When you serve 1.4 million meals a year, you’re bound to have some waste—roughly 500,000 pounds of waste. At least, that’s how much waste Tony Hein, Resident District Manager at Missouri State Dining Services, estimates was being hauled from the school’s dining halls to the landfills.
That much waste was concerning to say the least, so Hein and other members of the President’s Sustainability Commission at Missouri State University started brainstorming ways to reduce the school’s carbon footprint on campus. “We were just talking one day about improving sustainability and obviously reducing waste is a huge way,” Hein says. “So we did some initial digging.”

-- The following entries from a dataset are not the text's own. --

use std::fs::File;
use std::io::{self, BufReader, BufWriter};
use std::path::{Path, PathBuf};

use anyhow::{Context, Result};
use clap::{Parser, Subcommand};
use tracing_subscriber::EnvFilter;

mod config;
mod replay;
mod tracker;

use config::Config;

#[derive(Parser)]
#[command(name = "strabo", version, about = "Iris metrics and ocular deviation tracking")]
struct Cli {
    #[command(subcommand)]
    command: Command,
}

#[derive(Subcommand)]
enum Command {
    /// Replay recorded landmark frames (JSON Lines) through the pipeline
    Replay {
        /// Input file, or `-` for stdin
        #[arg(long, short, default_value = "-")]
        input: String,
        /// Output file, or `-` for stdout
        #[arg(long, short, default_value = "-")]
        output: String,
        /// TOML configuration file
        #[arg(long)]
        config: Option<PathBuf>,
        /// Camera focal length in pixels (overrides config)
        #[arg(long)]
        focal_length_px: Option<f32>,
        /// Print per-track counters to stderr when done
        #[arg(long)]
        summary: bool,
    },
    /// Print the effective configuration as TOML
    Config {
        /// TOML configuration file
        #[arg(long)]
        config: Option<PathBuf>,
    },
}

/// Effective config for a replay: file and env layers, then CLI flags.
fn replay_config(path: Option<&Path>, focal_length_px: Option<f32>) -> Result<Config> {
    let mut cfg = Config::load(path)?;
    if focal_length_px.is_some() {
        cfg.focal_length_px = focal_length_px;
        cfg.validate()?;
    }
    Ok(cfg)
}

#[tokio::main]
async fn main() -> Result<()> {
    tracing_subscriber::fmt()
        .with_env_filter(EnvFilter::from_default_env())
        .with_writer(io::stderr)
        .init();

    let cli = Cli::parse();

    match cli.command {
        Command::Replay {
            input,
            output,
            config,
            focal_length_px,
            summary,
        } => {
            let cfg = replay_config(config.as_deref(), focal_length_px)?;
            tracing::info!(
                input = %input,
                output = %output,
                focal_length_px = ?cfg.focal_length_px,
                "replay starting"
            );

            let reader: Box<dyn io::BufRead> = if input == "-" {
                Box::new(io::stdin().lock())
            } else {
                let file = File::open(&input).with_context(|| format!("failed to open {input}"))?;
                Box::new(BufReader::new(file))
            };
            let writer: Box<dyn io::Write> = if output == "-" {
                Box::new(io::stdout().lock())
            } else {
                let file =
                    File::create(&output).with_context(|| format!("failed to create {output}"))?;
                Box::new(BufWriter::new(file))
            };

            let stats = replay::run(reader, writer, &cfg.pipeline_config()).await?;

            if summary {
                eprintln!("{}", serde_json::to_string_pretty(&stats)?);
            }
        }
        Command::Config { config } => {
            let cfg = Config::load(config.as_deref())?;
            print!(
                "{}",
                toml::to_string_pretty(&cfg).context("failed to render config")?
            );
        }
    }

    Ok(())
}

What they learned was that the number of licensed composting facilities in Missouri is incredibly limited, but luckily, one of those, Environmental Services LLC, is based a short drive away in Verona. It’s been six years since the campus composting program started up, and it’s still going strong. Last year, Hein and his team were able to compost 510,000 pounds. That’s especially significant considering that a majority of MSU’s carbon footprint comes from the food served at the dining halls. “Food accounts for three-quarters of our total carbon output,” Hein says.
Part of the success of the composting program is due to its simplicity. Instead of creating a system that students had to opt into in order to compost and recycle their food waste, students don’t have to do anything. “No really,” Hein says. “Students don’t have to do anything.” They come in, eat, and then either throw their food away in the trash cans or put their plates on the dish racks. Either way, all that wasted food ends up in the 10 big composting bins out back. And three times a week, those bins are hauled out to Verona where the contents are sorted, treated and composted.
It all sounds so simple, and it is, but the composting program is just a small part of the school’s much larger sustainability initiative. Programs range from a student-run garden and market to solar-powered charging tables for cell phones and laptops. There’s also a recycling program in place, so even those napkins, sandwich containers and straws that are dumped into the trash are all biodegradable. Even seemingly simple menu changes like offering meatless Monday meals or turkey burgers instead of beef patties has helped reduce the school’s carbon footprint.
It’s a simple program at heart, but as those compost bins are dumped and the contents are hauled off, the long-term impact on the campus is far from simple. It’s all about investing in healthier students and a healthier environment on campus.